From the histogram it does seem like the data follows a normal distribution.
We will investigate further with QQ-plot and the test

In [None]:
# QQ-plot

sm.qqplot(returns, line='s', fit=True) # 
plt.title('Q-Q Plot of INR-USD Daily Log Returns')
plt.xlabel('Theoretical Quantiles')
plt.ylabel('Sample Quantiles')
plt.grid(True)
plt.show()

From the qq plot we can see the data is not perfectly normal, it has a lot of outlier data.

In [None]:
# Shapiro-wilk test

shapiro_test = stats.shapiro(returns)
print(shapiro_test.statistic)
print(shapiro_test.pvalue)
print(f"\n")

if shapiro_test.pvalue < 0.05:
    print("Conclusion: Reject the null hypothesis. The data is NOT normally distributed.")
else:
    print("Conclusion: Fail to reject the null hypothesis.

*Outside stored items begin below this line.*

//! Error types for the Gateway

use thiserror::Error;

/// Result type alias for the Gateway
pub type Result<T> = std::result::Result<T, GatewayError>;

/// Main error type for the Gateway
///
/// The client-facing variants (`BadRequest` through `GatewayTimeout`) carry the exact
/// message placed in the `error` field of the JSON body.
#[derive(Error, Debug)]
pub enum GatewayError {
    /// Configuration errors
    #[error("Configuration error: {0}")]
    Config(String),

    /// Serialization errors
    #[error("Serialization error: {0}")]
    Serialization(#[from] serde_json::Error),

    /// YAML parsing errors
    #[error("YAML error: {0}")]
    Yaml(#[from] serde_yaml::Error),

    /// IO errors
    #[error("IO error: {0}")]
    Io(#[from] std::io::Error),

    /// HTTP client errors
    #[error("HTTP client error: {0}")]
    HttpClient(#[from] reqwest::Error),

    /// Malformed client input
    #[error("{0}")]
    BadRequest(String),

    /// Function or version not registered
    #[error("{0}")]
    NotFound(String),

    /// Timed out before any executor work started
    #[error("{0}")]
    Timeout(String),

    /// Executor raised an error
    #[error("{0}")]
    Executor(String),

    /// Function type or executor intentionally not implemented
    #[error("{0}")]
    NotImplemented(String),

    /// Executor not configured or not reachable
    #[error("{0}")]
    Unavailable(String),

    /// Executor did not finish within its budget
    #[error("{0}")]
    GatewayTimeout(String),

    /// Window counter store errors
    #[error("Store error: {0}")]
    Store(String),

    /// HTTP server errors (bind, runtime)
    #[error("Server error: {0}")]
    Server(String),

    /// Internal server errors
    #[error("Internal server error: {0}")]
    Internal(String),
}
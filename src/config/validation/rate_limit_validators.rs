//! Rate limit validators

use super::Validate;
use crate::config::models::RateLimitConfig;
use crate::core::rate_limiter::{Dimension, IpWhitelist};

impl Validate for RateLimitConfig {
    fn validate(&self) -> Result<(), String> {
        for (name, rule) in &self.limits {
            Dimension::parse(name)?;
            validate_rule(name, rule.window_ms, rule.max_requests)?;
        }

        for (name, rule) in &self.endpoint_limits {
            match Dimension::parse(name)? {
                Dimension::EndpointPattern { .. } => {}
                _ => {
                    return Err(format!(
                        "Endpoint limit '{}' must be written as 'METHOD /path'",
                        name
                    ));
                }
            }
            validate_rule(name, rule.window_ms, rule.max_requests)?;
        }

        for path in &self.bypass_paths {
            if !path.starts_with('/') {
                return Err(format!("Bypass path '{}' must start with '/'", path));
            }
        }

        IpWhitelist::parse(&self.whitelist_ips)?;

        if self.cleanup_interval_secs == 0 {
            return Err("Rate limit cleanup interval cannot be 0".to_string());
        }

        Ok(())
    }
}

fn validate_rule(name: &str, window_ms: u64, max_requests: u64) -> Result<(), String> {
    if window_ms == 0 {
        return Err(format!("Rate limit '{}' window_ms must be greater than 0", name));
    }
    if max_requests == 0 {
        return Err(format!(
            "Rate limit '{}' max_requests must be greater than 0",
            name
        ));
    }
    Ok(())
}
//! Executor configuration

use crate::core::registry::FunctionType;
use serde::{Deserialize, Serialize};
use std::collections::HashMap;

/// Connection settings for one execution engine
#[derive(Debug, Clone, Default, Serialize, Deserialize, PartialEq)]
pub struct ExecutorConfig {
    /// Engine endpoint; without one the type answers 501
    pub endpoint: Option<String>,
    /// Maximum concurrent executions for this type
    pub max_concurrency: Option<usize>,
    /// Transport timeout for engine calls; the dispatcher budget still applies
    pub timeout_ms: Option<u64>,
    /// Extra headers sent with every forwarded invocation
    #[serde(default)]
    pub headers: HashMap<String, String>,
}

/// Executors keyed by the function type they serve
pub type ExecutorsConfig = HashMap<FunctionType, ExecutorConfig>;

The data MAY be normally distributed.")


So we can conclude the data is **not normally distributed**.


## Empirical distribution

In [None]:
# Creating an empirical distribution
ecdf = ECDF(returns)

plt.plot(ecdf.x[1:], ecdf.y[1:], drawstyle="steps-post")
plt.xlabel("X")
plt.ylabel("Empirical Distribution")
plt.show()